A chave para isso é garantir que suas placas de 24 poços sejam uniformemente revestidas com agros e também garantir que suas suspensões unicelulares estejam bem dispersas e sejam precisas. Para entender a histologia dos esteróides 3D, precisamos realizar o processamento paren e a coloração imunoquímica. A incorporação histológica dos esteróides 3D é o passo chave que será demonstrado no final de hoje: Para preparar 1% de augúrios para revestir placas de 24 poços, adicione um grama de aeros a 100 mililitros de água deionizada em uma garrafa de 250 a 500 mililitros e autoclave para esterilizar os aeros após a esterilização.
Transfira a garrafa para um banho-maria a 70 graus Celsius por cerca de uma hora. Para que os aeros esfriem a 70 graus Celsius, os aeros devem ser mantidos estéreis o tempo todo. Em um gabinete de biossegurança, use uma pipeta repetidora para dispensar 200 microlitros de aeros em cada poço de 2 24.
Placas de fundo bem planas para este protocolo. Qualquer tipo de placas de fundo plano de 24 poços funcionaria, desde que as placas possam ser visualizadas sob um microscópio de contraste de fase, gire os aeros ao redor do poço para cobrir o poço uniformemente. 200 microlitros de aeros são ideais para formar uma superfície côncava para permitir que o esferóide forme formas esféricas consistentes.
Após cerca de 10 minutos, as placas de 24 poços revestidas com aeros estão prontas para serem usadas. As células bon one usadas neste experimento são tumor neuroendócrino pancreático humano ou células NET mantidas em D-M-E-M-F 12 com meio 10% FBS em uma placa de cultura de tecidos estéreis em uma incubadora umidificada a 37 graus Celsius com 5% de dióxido de carbono. Quando as células de ligação monocamada atingem 70 a 80% de fluência de Co, as suspensões de célula única são preparadas em um gabinete de biossegurança.

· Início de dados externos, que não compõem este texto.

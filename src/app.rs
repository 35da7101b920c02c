//! HTTP routes.

use crate::app_state::{AppState, SharedAppState};
use crate::cli::CommandLineArgs;
use crate::error::FlowmapError;
use crate::metrics;
use crate::models::{JsonBody, ResampleQuery};
use crate::pipeline::{load_combined, load_geometry, load_time_series};
use crate::response_cache::CacheKey;
use crate::sources::{resolve_file, FileKind};
use crate::validated_query::ValidatedQuery;

use axum::{
    extract::{Path, State},
    routing::get,
    Json, Router,
};
use serde_json::{json, Value};
use std::path::PathBuf;
use std::sync::Arc;
use tower::Layer;
use tower_http::normalize_path::{NormalizePath, NormalizePathLayer};
use tower_http::trace::TraceLayer;
use tracing::info;

/// Service that serves the application, with trailing slashes removed from request paths.
pub type Service = NormalizePath<Router>;

/// Returns a [Service] for the given arguments.
pub fn service(args: &CommandLineArgs) -> Service {
    let state = Arc::new(AppState::new(args));
    NormalizePathLayer::trim_trailing_slash().layer(router(state))
}

/// Returns the application router.
pub fn router(state: SharedAppState) -> Router {
    Router::new()
        .route("/health", get(health))
        .route("/api/config", get(config))
        .route("/api/netcdf/:filename", get(netcdf))
        .route("/api/geopackage/:filename", get(geopackage))
        .route("/api/load-local-files", get(load_local_files))
        .route("/metrics", get(metrics::metrics_handler))
        .layer(
            TraceLayer::new_for_http()
                .on_request(metrics::request_counter)
                .on_response(metrics::record_response_metrics),
        )
        .with_state(state)
}

/// Log where input files will be found.
pub fn init(args: &CommandLineArgs) {
    match &args.run_dir {
        Some(run_dir) => info!(run_dir = %run_dir.display(), "Serving model run folder"),
        None => info!(data_dir = %args.data_dir.display(), "Serving staged files"),
    }
}

async fn health() -> Json<Value> {
    Json(json!({ "status": "ok" }))
}

async fn config(State(state): State<SharedAppState>) -> Json<Value> {
    Json(json!({ "auto_loaded": state.sources.auto_loaded() }))
}

async fn netcdf(
    State(state): State<SharedAppState>,
    Path(filename): Path<String>,
    ValidatedQuery(query): ValidatedQuery<ResampleQuery>,
) -> Result<JsonBody, FlowmapError> {
    let path = resolve_file(&state.args.data_dir, &filename, FileKind::NetCDF)?;
    metrics::record_resample(query.resample);
    let options = state.pipeline.with_resample(query.resample);
    let paths = vec![path.clone()];
    extract(&state, "netcdf", paths, query.resample, move || {
        JsonBody::from_value(&load_time_series(&path, &options)?).map_err(FlowmapError::from)
    })
    .await
}

async fn geopackage(
    State(state): State<SharedAppState>,
    Path(filename): Path<String>,
) -> Result<JsonBody, FlowmapError> {
    let path = resolve_file(&state.args.data_dir, &filename, FileKind::GeoPackage)?;
    let options = state.pipeline.clone();
    let paths = vec![path.clone()];
    extract(&state, "geopackage", paths, 1, move || {
        JsonBody::from_value(&load_geometry(&path, &options)?).map_err(FlowmapError::from)
    })
    .await
}

async fn load_local_files(
    State(state): State<SharedAppState>,
    ValidatedQuery(query): ValidatedQuery<ResampleQuery>,
) -> Result<JsonBody, FlowmapError> {
    let files = state.sources.locate()?;
    info!(
        geopackage = %files.geopackage.display(),
        netcdf = %files.netcdf.display(),
        resample = query.resample,
        "Loading local files"
    );
    metrics::record_resample(query.resample);
    let options = state.pipeline.with_resample(query.resample);
    let paths = vec![files.geopackage.clone(), files.netcdf.clone()];
    extract(&state, "load-local-files", paths, query.resample, move || {
        JsonBody::from_value(&load_combined(&files, &options)?).map_err(FlowmapError::from)
    })
    .await
}

/// Run an extraction as a blocking task under the resource limits.
///
/// When the response cache is enabled, the input files are hashed first and a cached body is
/// returned without running the extraction.
async fn extract<F>(
    state: &SharedAppState,
    route: &'static str,
    paths: Vec<PathBuf>,
    resample_hours: u32,
    f: F,
) -> Result<JsonBody, FlowmapError>
where
    F: FnOnce() -> Result<JsonBody, FlowmapError> + Send + 'static,
{
    let mut size = 0;
    for path in &paths {
        size += usize::try_from(tokio::fs::metadata(path).await?.len())?;
    }
    let _memory = state.resource_manager.memory(size).await?;
    let _task = state.resource_manager.task().await?;

    let state = state.clone();
    let body = run_blocking(state.args.use_rayon, move || {
        let Some(cache) = &state.cache else {
            return f();
        };
        let paths: Vec<&std::path::Path> = paths.iter().map(PathBuf::as_path).collect();
        let key = CacheKey::new(route, &paths, resample_hours, state.pipeline.align.origin)?;
        let cached = cache.get(&key);
        metrics::record_cache_lookup(cached.is_some());
        if let Some(body) = cached {
            return Ok(JsonBody(body));
        }
        let body = f()?;
        cache.set(key, body.0.clone());
        Ok(body)
    })
    .await?;
    metrics::record_payload_size(body.len());
    Ok(body)
}

/// Run a CPU-bound closure off the async executor, on Rayon or the Tokio blocking pool.
async fn run_blocking<F, T>(use_rayon: bool, f: F) -> Result<T, FlowmapError>
where
    F: FnOnce() -> Result<T, FlowmapError> + Send + 'static,
    T: Send + 'static,
{
    if use_rayon {
        tokio_rayon::spawn(f).await
    } else {
        tokio::task::spawn_blocking(f).await?
    }
}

Remova o meio e lave as células com PBS duas vezes desalojar as células do prato adicionando um mililitro de viagem e incubando a 37 graus Celsius por cinco minutos. Verifique ao microscópio se todas as células estão separadas do prato e, em seguida, adicione nove mililitros. Meio de crescimento para a tripsina.
As células oculares pipetam as células para cima e para baixo algumas vezes para garantir uma suspensão uniforme de uma única célula. Use um filtro de células de 70 mícrons para filtrar as células. Colete as células filtradas após realizar uma contagem de células, prepare uma suspensão de 5.000 células por mililitro em DME 12 com crescimento de 10% de FBS. Média.
O número de células a serem colocadas na placa deve ser determinado empiricamente com base no tamanho das esferas no sexto dia. Idealmente, você gostaria de ter um tamanho de bolha entre 300 a 400 nanômetros e diâmetro. Por esse motivo, plaqueamos mil células por 200 microlitros por poço.
Para iniciar este procedimento, sobreponha 200 microlitros da suspensão de célula única em cada poço revestido com aeros das placas de 24 poços previamente preparadas, sele as placas de 24 poços com fita de teto estéril para evitar a evaporação. Coloque as placas de 24 poços revestidas aero contendo células bon one em um agitador orbital em uma agitação muito lenta em uma incubadora umidificada a 37 graus Celsius com 5% de dióxido de carbono no ar, incube durante a noite na manhã seguinte, mova as placas para uma plataforma estável e mantenha as culturas crescendo na incubadora. A cada três dias.
Adicione 200 microlitros de meio de crescimento a cada poço das placas. Para evitar perturbar o phe, toque a ponta da pipeta ao lado do poço e deixe o meio fluir pela parede para o poço monitorar a formação de OID nas placas de 24 poços sob um microscópio. O tratamento medicamentoso dos esteróides 3D é iniciado no sexto dia de cultura.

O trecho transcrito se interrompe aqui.